Atelectasis, pneumonia and lung contusion are common causes of respiratory failure inducing loss of lung aeration with alveolar consolidation. Reexpansion of the pulmonary parenchyma is the goal of treatment, and its evaluation is useful in assessing the response to treatment itself, and in determining appropriate therapeutic strategies. For example, in patients with adult respiratory distress syndrome (ARDS), evaluation of alveolar recruitment is crucial to a correct management of ventilation.

At present lung computed tomography (CT scan) is the gold standard for the assessment of pulmonary reaeration, but it requires patient transportation, radiation exposure and can be difficult to repeat. An US imaging study provides useful information about lung aeration status, distinguishing between normal pattern, interstitial syndrome and consolidation. In patients with ventilator-associated pneumonia, an US study is an accurate tool for reaeration assessment showing a highly significant correlation with the CT scan [3]. In patients with ARDS, the US study adequately estimates PEEP-induced lung recruitment compared with the pressure–volume curve method [4]. Furthermore, in patients undergoing whole lung lavage, US imaging clearly distinguishes the different states of aeration determined by alveolar flooding, (interstitial alveolar syndrome followed by consolidation), and reventilation (interstitial alveolar syndrome followed by normal pattern) [5].
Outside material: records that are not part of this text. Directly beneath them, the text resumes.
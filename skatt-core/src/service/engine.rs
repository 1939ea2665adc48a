use std::collections::BTreeMap;
use std::fmt;
use std::sync::Arc;

use async_trait::async_trait;
use chrono::{DateTime, Utc};
use rust_decimal::Decimal;
use tracing::{debug, error, info};

use crate::calculations::business::validate_request;
use crate::calculations::{
    BusinessResultCalculator, ExpenseValidator, PersonalTaxCalculator, SalaryDividendOptimizer,
    SocialContributionCalculator, TaxPlanningAdvisor, VatCalculator, max_deduction_limits,
};
use crate::error::TaxError;
use crate::models::{
    EnkAdvice, EnkRequest, EnkResult, ExpenseValidationResult, PlanningResult, RateConfiguration,
    SocialContributionRequest, SocialContributionResult, TaxRequest, TaxResult, VatRequest,
    VatResult,
};
use crate::service::clock::{Clock, SystemClock};
use crate::service::observer::{
    ComputationFailedEvent, ComputationObserver, ExpenseValidationEvent, ObserverList,
    PersonalTaxEvent,
};
use crate::service::orchestrator::EnkOrchestrator;
use crate::service::traits::{EnkTaxService, PersonalTaxService};

pub const SALARY_OPTIMIZATION_COMPLETED: &str = "Salary optimization completed";

/// Composition root of the engine.
///
/// Cheap to clone; clones share the configuration, observers and clock.
///
/// ```
/// use skatt_core::{RateConfiguration, TaxEngine};
///
/// let engine = TaxEngine::builder()
///     .config(RateConfiguration::norway_2024())
///     .build()
///     .unwrap();
///
/// assert_eq!(engine.config().tax_year, 2024);
/// ```
#[derive(Clone)]
pub struct TaxEngine {
    config: Arc<RateConfiguration>,
    observers: ObserverList,
    clock: Arc<dyn Clock>,
}

impl fmt::Debug for TaxEngine {
    fn fmt(
        &self,
        f: &mut fmt::Formatter<'_>,
    ) -> fmt::Result {
        f.debug_struct("TaxEngine")
            .field("tax_year", &self.config.tax_year)
            .field("observers", &self.observers.len())
            .field("clock", &self.clock)
            .finish()
    }
}

impl TaxEngine {
    pub fn builder() -> TaxEngineBuilder {
        TaxEngineBuilder::default()
    }

    pub fn config(&self) -> &RateConfiguration {
        &self.config
    }

    fn failed(
        &self,
        operation: &'static str,
        err: TaxError,
        timestamp: DateTime<Utc>,
    ) -> TaxError {
        error!(operation, error = %err, "computation failed");
        let event = ComputationFailedEvent {
            operation,
            stage: None,
            error: &err,
            timestamp,
        };
        self.observers.notify("computation_failed", |observer| {
            observer.computation_failed(&event)
        });
        err
    }
}

/// Builder for [`TaxEngine`].
///
/// Typical lifetime:
/// 1. Start with [`TaxEngine::builder`].
/// 2. Supply the rate configuration (required).
/// 3. Register observers and optionally a clock.
/// 4. Call [`build`](Self::build).
#[derive(Default)]
pub struct TaxEngineBuilder {
    config: Option<Arc<RateConfiguration>>,
    observers: Vec<Arc<dyn ComputationObserver>>,
    clock: Option<Arc<dyn Clock>>,
}

impl TaxEngineBuilder {
    pub fn config(
        self,
        config: RateConfiguration,
    ) -> Self {
        self.shared_config(Arc::new(config))
    }

    /// Uses a configuration already shared with other engines.
    pub fn shared_config(
        mut self,
        config: Arc<RateConfiguration>,
    ) -> Self {
        self.config = Some(config);
        self
    }

    /// Registers an observer. Observers are notified in registration order.
    pub fn observer(
        mut self,
        observer: Arc<dyn ComputationObserver>,
    ) -> Self {
        self.observers.push(observer);
        self
    }

    pub fn clock(
        mut self,
        clock: impl Clock + 'static,
    ) -> Self {
        self.clock = Some(Arc::new(clock));
        self
    }

    /// Validates the configuration and assembles the engine.
    ///
    /// # Errors
    ///
    /// - [`TaxError::ConfigurationMissing`] if no configuration was supplied.
    /// - [`TaxError::InvalidConfiguration`] if the configuration violates
    ///   one of its invariants.
    pub fn build(self) -> Result<TaxEngine, TaxError> {
        let config = self
            .config
            .ok_or(TaxError::ConfigurationMissing("rate configuration"))?;
        config.validate()?;

        debug!(
            tax_year = config.tax_year,
            observers = self.observers.len(),
            "tax engine ready"
        );

        Ok(TaxEngine {
            config,
            observers: ObserverList::new(self.observers),
            clock: self.clock.unwrap_or_else(|| Arc::new(SystemClock)),
        })
    }
}

#[async_trait]
impl PersonalTaxService for TaxEngine {
    async fn compute_personal_tax(
        &self,
        request: &TaxRequest,
    ) -> Result<TaxResult, TaxError> {
        let now = self.clock.now();
        let calculator = PersonalTaxCalculator::new(&self.config);
        calculator
            .validate(request)
            .map_err(|err| self.failed("compute_personal_tax", err, now))?;

        let pending = TaxResult {
            computed_at: now,
            ..Default::default()
        };
        let before = PersonalTaxEvent {
            request,
            result: &pending,
            timestamp: now,
        };
        self.observers.notify("before_personal_tax", |observer| {
            observer.before_personal_tax(&before)
        });

        let result = calculator
            .compute(request, now)
            .map_err(|err| self.failed("compute_personal_tax", err, now))?;

        info!(
            income = %result.gross_income,
            total_tax = %result.total_tax,
            "personal tax computed"
        );
        let after = PersonalTaxEvent {
            request,
            result: &result,
            timestamp: now,
        };
        self.observers.notify("after_personal_tax", |observer| {
            observer.after_personal_tax(&after)
        });

        Ok(result)
    }

    async fn compute_social_contribution(
        &self,
        request: &SocialContributionRequest,
    ) -> Result<SocialContributionResult, TaxError> {
        SocialContributionCalculator::new(&self.config.social_contribution)
            .compute(request.income, request.class)
            .map_err(|err| self.failed("compute_social_contribution", err, self.clock.now()))
    }

    async fn compute_vat(
        &self,
        request: &VatRequest,
    ) -> Result<VatResult, TaxError> {
        VatCalculator::new(&self.config.vat)
            .compute(request.amount, request.category, request.includes_vat)
            .map_err(|err| self.failed("compute_vat", err, self.clock.now()))
    }
}

#[async_trait]
impl EnkTaxService for TaxEngine {
    async fn compute_enk_tax(
        &self,
        request: &EnkRequest,
    ) -> Result<EnkResult, TaxError> {
        EnkOrchestrator::new(&self.config, &self.observers, self.clock.now()).run(request)
    }

    async fn optimize_salary(
        &self,
        request: &EnkRequest,
    ) -> Result<EnkResult, TaxError> {
        let now = self.clock.now();
        let figures = BusinessResultCalculator::new(&self.config)
            .compute(request)
            .map_err(|err| self.failed("optimize_salary", err, now))?;
        let proposal = SalaryDividendOptimizer::new(&self.config).optimize(figures.business_result);

        Ok(EnkResult {
            tax: TaxResult {
                success: true,
                message: SALARY_OPTIMIZATION_COMPLETED.to_string(),
                computed_at: now,
                ..Default::default()
            },
            business_result: figures.business_result,
            total_expenses: figures.total_expenses,
            taxable_business_income: figures.taxable_income,
            standard_deduction: figures.deduction_applied,
            loss_carried_forward: figures.loss_carried,
            proposed_salary: proposal.proposed_salary,
            proposed_dividend: proposal.proposed_dividend,
            advice: EnkAdvice {
                recommended_actions: proposal.recommendations,
                estimated_optimal_salary: proposal.proposed_salary,
                risk_level: proposal.risk,
                ..Default::default()
            },
            ..Default::default()
        })
    }

    async fn validate_expenses(
        &self,
        request: &EnkRequest,
    ) -> Result<ExpenseValidationResult, TaxError> {
        let now = self.clock.now();
        let result = ExpenseValidator::new(&self.config)
            .validate(request)
            .map_err(|err| self.failed("validate_expenses", err, now))?;

        let event = ExpenseValidationEvent {
            request,
            result: &result,
            category_count: result.category_count,
            flagged_count: result.flagged_count,
            timestamp: now,
        };
        self.observers.notify("expenses_validated", |observer| {
            observer.expenses_validated(&event)
        });

        Ok(result)
    }

    async fn max_deduction_limits(
        &self,
        industry_code: &str,
        year: i32,
    ) -> BTreeMap<String, Decimal> {
        max_deduction_limits(&self.config, industry_code, year)
    }

    async fn propose_tax_planning_strategy(
        &self,
        request: &EnkRequest,
    ) -> Result<PlanningResult, TaxError> {
        validate_request(request, &self.config)
            .map_err(|err| self.failed("propose_tax_planning_strategy", err, self.clock.now()))?;
        Ok(TaxPlanningAdvisor::new(&self.config).plan(request))
    }

    async fn estimate_prepayment_tax(
        &self,
        request: &EnkRequest,
    ) -> Result<Decimal, TaxError> {
        validate_request(request, &self.config)
            .map_err(|err| self.failed("estimate_prepayment_tax", err, self.clock.now()))?;
        Ok(TaxPlanningAdvisor::new(&self.config).estimate_prepayment(request))
    }
}

#[cfg(test)]
mod tests {
    use pretty_assertions::assert_eq;
    use rust_decimal_macros::dec;

    use super::*;
    use crate::error::ConfigError;

    #[test]
    fn build_without_config_is_configuration_missing() {
        let result = TaxEngine::builder().build();

        assert_eq!(
            result.err(),
            Some(TaxError::ConfigurationMissing("rate configuration"))
        );
    }

    #[test]
    fn build_rejects_invalid_config() {
        let mut config = RateConfiguration::norway_2024();
        config.vat.standard_rate = dec!(125);

        let result = TaxEngine::builder().config(config).build();

        assert!(matches!(
            result.err(),
            Some(TaxError::InvalidConfiguration(ConfigError::InvalidPercentage { .. }))
        ));
    }

    #[test]
    fn clones_share_configuration() {
        let shared = Arc::new(RateConfiguration::norway_2024());
        let engine = TaxEngine::builder()
            .shared_config(shared.clone())
            .build()
            .unwrap();
        let clone = engine.clone();

        assert!(std::ptr::eq(engine.config(), clone.config()));
        assert!(std::ptr::eq(engine.config(), shared.as_ref()));
    }

    #[test]
    fn debug_output_omits_configuration_details() {
        let engine = TaxEngine::builder()
            .config(RateConfiguration::norway_2024())
            .build()
            .unwrap();

        let rendered = format!("{engine:?}");

        assert!(rendered.contains("tax_year: 2024"));
        assert!(rendered.contains("observers: 0"));
    }
}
Our case demonstrates that US imaging may be a useful tool for assessing pulmonary reexpansion in patients with obstructive atelectasis, providing immediate bedside information during a bronchoscopic procedure. US imaging is a fast, low-cost, repeatable, radiation free and point of care technique. These features make US imaging a useful method to diagnose alveolar consolidation, to assess appropriate treatment and response to therapy.